Jordan helped establish the state’s first minimum wage law and pushed through anti-discrimination clauses in business contracts. She was so well respected that she became the first Black woman to preside over a legislative body in America when she was elected president pro tempore of the Texas Senate. She became the nation’s first Black chief executive in 1972 when she briefly served as acting Texas governor; the governor and lieutenant governor were both out of state.
In 1972, Jordan ran for and won a U.S. House seat, where she valued her independence and sought a powerful committee assignment. With the help of fellow Texan Lyndon Johnson, she was appointed to the Judiciary Committee and took a lead role in the Watergate impeachment proceedings against President Richard Nixon. She delivered a fiery speech denouncing the sins of Watergate and making a case for impeachment.

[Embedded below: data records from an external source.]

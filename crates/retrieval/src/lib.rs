//! Multi-source retrieval orchestration and citation engine.
//!
//! Answers a question from up to three sources (local page index, web search,
//! cloud documents): the query is classified, sources are selected, retrieved
//! concurrently, filtered into a bounded context, handed to the generator and
//! the answer's `[n]` citations are checked against the evidence.

pub mod assembler;
pub mod citations;
pub mod classifier;
pub mod config;
pub mod orchestrator;
pub mod providers;
pub mod scorer;
pub mod selector;
pub mod sources;
pub mod synthesizer;
pub mod types;

#[cfg(test)]
mod tests;

// Re-export commonly used types
pub use config::{get_settings_path, load_settings, write_default_settings, RetrievalSettings};
pub use orchestrator::Orchestrator;
pub use types::{
    AnswerResult, Chunk, Citation, ContextBundle, Locator, Query, RetrievalDiagnostics,
    SourceKind, SourceUsage,
};

use agentrag_core::{AppConfig, AppError, AppResult};
use agentrag_llm::{create_client, LlmClient, ProviderType};
use agentrag_prompt::{load_prompt_or_builtin, ANSWER_PROMPT_ID};
use providers::page_index::{self, ImportStats, IndexStats};
use providers::{DuckDuckGoSearch, FallbackWebSearch, GoogleDriveDocs, SerpApiSearch, SqlitePageIndex};
use serde::Serialize;
use sources::{CloudRetriever, LocalRetriever, WebRetriever, WebSearch};
use std::path::Path;
use std::sync::Arc;
use std::time::Duration;
use synthesizer::AnswerSynthesizer;

/// Create the generator client for the configured provider.
pub fn create_generator(config: &AppConfig) -> AppResult<Arc<dyn LlmClient>> {
    let provider_config = config.get_provider_config(&config.provider);
    let endpoint = provider_config.as_ref().and_then(|pc| pc.endpoint());
    let timeout = provider_config
        .as_ref()
        .and_then(|pc| pc.timeout_secs())
        .map(Duration::from_secs);
    let api_key = config.resolve_api_key(&config.provider);

    create_client(&config.provider, endpoint, api_key.as_deref(), timeout)
        .map_err(AppError::Config)
}

/// Web search backed by SerpAPI when a key is set, DuckDuckGo otherwise or on failure.
pub fn web_search(config: &AppConfig) -> FallbackWebSearch {
    let primary = config
        .serpapi_key()
        .map(|key| Arc::new(SerpApiSearch::new(key)) as Arc<dyn WebSearch>);

    FallbackWebSearch::new(primary, Arc::new(DuckDuckGoSearch::new()))
}

/// Cloud retriever backed by Google Drive, or placeholders without a token.
pub fn cloud_retriever(config: &AppConfig) -> CloudRetriever {
    match config.drive_token() {
        Some(token) => CloudRetriever::new(Arc::new(GoogleDriveDocs::new(token))),
        None => CloudRetriever::placeholder(),
    }
}

/// Build an orchestrator wired to every configured source.
pub fn build_orchestrator(
    config: &AppConfig,
    settings: RetrievalSettings,
    client: Arc<dyn LlmClient>,
) -> AppResult<Orchestrator> {
    settings.validate()?;

    let prompt = load_prompt_or_builtin(&config.workspace, ANSWER_PROMPT_ID)?;
    let synthesizer = AnswerSynthesizer::with_prompt(
        client,
        config.model.clone(),
        prompt,
        settings.generation.clone(),
    );

    let index = SqlitePageIndex::new(config.index_path());
    if !index.exists() {
        tracing::info!(
            "No local page index at {:?}; run 'agentrag index import' to add documents",
            index.path()
        );
    }

    let orchestrator = Orchestrator::new(synthesizer, settings)
        .with_local(Arc::new(LocalRetriever::new(Arc::new(index))))
        .with_web(Arc::new(WebRetriever::new(Arc::new(web_search(config)))))
        .with_cloud(Arc::new(cloud_retriever(config)));

    tracing::debug!(sources = ?orchestrator.sources(), "Built orchestrator");
    Ok(orchestrator)
}

/// Import extracted pages from a JSONL file into the workspace page index.
pub fn import_pages(config: &AppConfig, jsonl: &Path, reset: bool) -> AppResult<ImportStats> {
    let file = std::fs::File::open(jsonl)
        .map_err(|e| AppError::Index(format!("Failed to open {:?}: {}", jsonl, e)))?;

    let mut conn = page_index::init_index(&config.index_path())?;
    if reset {
        page_index::reset_index(&conn)?;
    }

    page_index::import_jsonl(
        &mut conn,
        &providers::TrigramEmbedder::default(),
        std::io::BufReader::new(file),
    )
}

/// Page and document counts of the workspace page index, `None` when absent.
pub fn index_stats(config: &AppConfig) -> AppResult<Option<IndexStats>> {
    let path = config.index_path();
    if !path.exists() {
        return Ok(None);
    }

    let conn = page_index::open_read_only(&path)?;
    page_index::get_stats(&conn).map(Some)
}

/// Which collaborators a query would use with the current configuration.
#[derive(Debug, Clone, Serialize)]
#[serde(rename_all = "camelCase")]
pub struct HealthReport {
    pub generator: GeneratorHealth,
    pub web_search: WebSearchHealth,
    pub cloud_docs: CloudDocsHealth,
    pub local_index: LocalIndexHealth,
}

#[derive(Debug, Clone, Serialize)]
#[serde(rename_all = "camelCase")]
pub struct GeneratorHealth {
    pub provider: String,
    pub model: String,
    pub key_required: bool,
    pub key_present: bool,
}

#[derive(Debug, Clone, Serialize)]
#[serde(rename_all = "camelCase")]
pub struct WebSearchHealth {
    pub backend: String,
    /// False when running on the free fallback only
    pub primary: bool,
}

#[derive(Debug, Clone, Serialize)]
#[serde(rename_all = "camelCase")]
pub struct CloudDocsHealth {
    pub backend: String,
    pub placeholder: bool,
}

#[derive(Debug, Clone, Serialize)]
#[serde(rename_all = "camelCase")]
pub struct LocalIndexHealth {
    pub path: String,
    pub exists: bool,
    #[serde(skip_serializing_if = "Option::is_none")]
    pub stats: Option<IndexStats>,
}

impl HealthReport {
    /// True when answers can be generated at all.
    pub fn is_ready(&self) -> bool {
        !self.generator.key_required || self.generator.key_present
    }
}

/// Inspect configuration and workspace without contacting any service.
pub fn health(config: &AppConfig) -> AppResult<HealthReport> {
    let key_required = ProviderType::parse(&config.provider)
        .map(|p| p.requires_api_key())
        .unwrap_or(false);

    let web = web_search(config);
    let cloud = cloud_retriever(config);
    let index_path = config.index_path();

    Ok(HealthReport {
        generator: GeneratorHealth {
            provider: config.provider.clone(),
            model: config.model.clone(),
            key_required,
            key_present: config.resolve_api_key(&config.provider).is_some(),
        },
        web_search: WebSearchHealth {
            backend: web.active().to_string(),
            primary: web.has_primary(),
        },
        cloud_docs: CloudDocsHealth {
            backend: sources::SourceRetriever::backend(&cloud).to_string(),
            placeholder: cloud.is_placeholder(),
        },
        local_index: LocalIndexHealth {
            path: index_path.display().to_string(),
            exists: index_path.exists(),
            stats: index_stats(config)?,
        },
    })
}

In 1976, Jordan simultaneously became the first Black person and first woman to deliver the keynote address at a Democratic National Convention. She left Congress in 1978 yet continued to teach at the University of Texas in Austin, lecture and stay involved in politics in her home state.
Suffering from leukemia and multiple sclerosis, Jordan died in 1996 from viral pneumonia. She was 59.
Some 27 years later, her name has been immortalized where she sought, effectively, to be of service.